Example 1 can include a method for cyber security, the method comprising receiving a sequence of traffic data, the sequence of traffic data representing operations performed by devices communicatively coupled in a network, generating, by cyber security event detection logic, actions corresponding to the sequence of traffic data, the actions corresponding to a cyber security event in the network, creating a training dataset based on the sequence of traffic data, the training dataset including the actions as labels, training a machine learning model based on the training dataset to generate a classification indicating a likelihood of the cyber security event, and distributing the trained machine learning model in place of the cyber security event detection logic.
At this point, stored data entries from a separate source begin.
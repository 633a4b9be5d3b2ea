//! Shared test helpers for CLI integration tests.

use std::path::PathBuf;

use assert_cmd::Command;
use assert_cmd::cargo::cargo_bin_cmd;
use tempfile::TempDir;

/// Get path to a fixture file.
pub fn fixture_path(name: &str) -> PathBuf {
  PathBuf::from(env!("CARGO_MANIFEST_DIR"))
    .join("tests")
    .join("fixtures")
    .join(name)
}

/// Read fixture content.
pub fn fixture_content(name: &str) -> String {
  std::fs::read_to_string(fixture_path(name)).unwrap_or_else(|e| panic!("Failed to load fixture {}: {}", name, e))
}

/// Isolated test environment.
///
/// Each test gets its own temporary directory holding the descriptor, an
/// `images.toml` registry beside it and the data directory.
pub struct TestEnv {
  pub temp: TempDir,
  pub descriptor_path: PathBuf,
}

impl TestEnv {
  /// Create from a descriptor fixture, with the shared registry fixture.
  pub fn from_fixture(name: &str) -> Self {
    let temp = TempDir::new().unwrap();
    let descriptor_path = temp.path().join("build.yaml");
    std::fs::write(&descriptor_path, fixture_content(name)).unwrap();
    std::fs::write(temp.path().join("images.toml"), fixture_content("images.toml")).unwrap();
    Self { temp, descriptor_path }
  }

  /// Replace the descriptor with a different fixture, keeping the data directory.
  pub fn swap_fixture(&self, name: &str) {
    std::fs::write(&self.descriptor_path, fixture_content(name)).unwrap();
  }

  pub fn descriptor(&self) -> &str {
    self.descriptor_path.to_str().unwrap()
  }

  /// Data path for run records, the stage cache and work trees.
  pub fn data_path(&self) -> PathBuf {
    let p = self.temp.path().join("data");
    std::fs::create_dir_all(&p).unwrap();
    dunce::canonicalize(&p).unwrap_or(p)
  }

  /// Get a pre-configured Command for the stagegate binary.
  ///
  /// Sets `STAGEGATE_DATA_DIR` to the isolated data path and clears
  /// variables that would leak host configuration into the test.
  pub fn cmd(&self) -> Command {
    let mut cmd: Command = cargo_bin_cmd!("stagegate");
    cmd.env("STAGEGATE_DATA_DIR", self.data_path());
    cmd.env_remove("STAGEGATE_REGISTRY");
    cmd.env_remove("STAGEGATE_TARGET_PLATFORM");
    cmd.env("NO_COLOR", "1");
    cmd
  }

  /// Run `build` and return the parsed JSON report.
  pub fn build_json(&self) -> (i32, serde_json::Value) {
    let output = self.cmd().args(["-o", "json", "build", self.descriptor()]).output().unwrap();
    let report = serde_json::from_slice(&output.stdout)
      .unwrap_or_else(|e| panic!("invalid JSON ({e}): {}", String::from_utf8_lossy(&output.stdout)));
    (output.status.code().unwrap(), report)
  }
}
In Example 2, Example 1 can further include, wherein creating the training dataset comprises reducing the sequence of traffic data to a proper subset of the sequence of traffic data.

In Example 3, Example 2 can further include, wherein reducing the sequence of traffic data includes downsampling the sequence of traffic data.

In Example 4, at least one of Examples 2-3 can further include determining features of the sequence of traffic data, and wherein training the machine learning model is performed based on the determined features.

In Example 5, Example 4 can further include, wherein reducing the sequence of traffic data includes performing feature selection on the determined features, resulting in selected features that are a proper subset of the determined features, and wherein training the machine learning model is performed based on the selected features.

In Example 6, at least one of Examples 1-5 can further include, wherein the machine learning model is a neural network, a nearest neighbor classifier, or a Bayesian classifier.

In Example 7, at least one of Examples 1-6 can further include, wherein the cyber security event detection logic applies human-defined rules on the sequence of traffic data to determine the actions.

Example 8 can include a device for performing the method of at least one of Examples 1-7. Example 9 can include a non-transitory machine-readable medium including instructions that, when executed by a machine, cause the machine to perform operations comprising the method of at least one of Examples 1-7.

Although a few embodiments have been described in detail above, other modifications are possible. For example, the logic flows depicted in the figures do not require the order shown, or sequential order, to achieve desirable results. Other steps may be provided, or steps may be eliminated, from the described flows, and other components may be added to, or removed from, the described systems. Other embodiments may be within the scope of the following claims.